After a lifetime of collecting, studying, admiring and climbing on rocks, I have made an exciting petrologic discovery that answers that nagging, ages old question, especially in New England: “Why do rocks seem to multiply and grow?”  I have discovered that rocks, like turtles, hatch from shells.  In the photos here you can see some of them in the process of emerging from their shells.  Also, rocks grow, and like snakes they shed their skin as they grow.  You can also see some of the more mature rocks here shedding their skin.

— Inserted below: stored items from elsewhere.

//! Error types for the CDS standard model core.
//!
//! This module defines the error taxonomy shared across the workspace,
//! following the component error kinds described by the model: invalid
//! input, domain violations, file errors, solver errors, and allocation
//! failures.

use thiserror::Error;

/// A specialized Result type for core operations.
pub type CoreResult<T> = Result<T, CoreError>;

/// The main error type for `cds-core` operations.
#[derive(Error, Debug, Clone)]
pub enum CoreError {
    /// Malformed date, unknown DCC/BDC/stub string, out-of-range year,
    /// non-ascending date list, unknown instrument letter.
    #[error("invalid input: {message}")]
    InvalidInput {
        /// Description of the invalid input.
        message: String,
    },

    /// Negative discount factor, log of non-positive discount, zero-length
    /// period where a denominator is required, recovery outside `[0,1)`.
    #[error("domain violation: {message}")]
    DomainViolation {
        /// Description of the violated domain constraint.
        message: String,
    },

    /// Holiday file missing, unreadable, or containing contradictory content.
    #[error("file error: {message}")]
    FileError {
        /// Description of the file error.
        message: String,
    },

    /// Root finder failed to bracket a root or exhausted its iteration budget.
    #[error("solver error: {message}")]
    SolverError {
        /// Description of the solver failure.
        message: String,
    },

    /// Reserved for host/embedding allocation failures; not raised by this
    /// crate directly, kept for parity with the wider error taxonomy.
    #[error("allocation error: {message}")]
    AllocationError {
        /// Description of the allocation failure.
        message: String,
    },
}

impl CoreError {
    /// Creates an invalid-input error.
    #[must_use]
    pub fn invalid_input(message: impl Into<String>) -> Self {
        Self::InvalidInput {
            message: message.into(),
        }
    }

    /// Creates a domain-violation error.
    #[must_use]
    pub fn domain_violation(message: impl Into<String>) -> Self {
        Self::DomainViolation {
            message: message.into(),
        }
    }

    /// Creates a file error.
    #[must_use]
    pub fn file_error(message: impl Into<String>) -> Self {
        Self::FileError {
            message: message.into(),
        }
    }

    /// Creates a solver error.
    #[must_use]
    pub fn solver_error(message: impl Into<String>) -> Self {
        Self::SolverError {
            message: message.into(),
        }
    }

    /// Creates an allocation error.
    #[must_use]
    pub fn allocation_error(message: impl Into<String>) -> Self {
        Self::AllocationError {
            message: message.into(),
        }
    }
}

Rocks mate in the spring and the young hatch in the winter when the cold speeds up their metabolism, after varying lengths of gestation periods depending upon the type of rock (whether igneous, sedimentary, or metamorphic), ranging from 10 to 100 years.  That is why we have more rocks in New England than Florida, for example, where it is warmer year round.  Of course there are rocks everywhere because we had an ice age about 20,000 years ago, which resulted in an explosive birth rate of rock populations around the globe.  Since that time however, the warmer climates have lost and not been able to replace their rock populations, which are now mostly sand, while we in the Northeast always have plenty of fresh new rocks to move around, and build stonewalls, foundations and gardens with.  Cape Ann seems to have the ideal climate for rock propegation and growth.

E.J. Lefavour

12 thoughts on “Did You Know? (Exciting Petrologic Discovery)

  1. Dear E.J.
    Thanks for my “Chuckle of the Day.” You have a great imagination…speaking of which, if you look at the large boulder in the back of your last photo, he reminds me of a giant turtle advancing towards the camera, with one large webbed foot in front. I can even see two beady eyes. (But it looks like a dinosaur took a chuck out of his back.)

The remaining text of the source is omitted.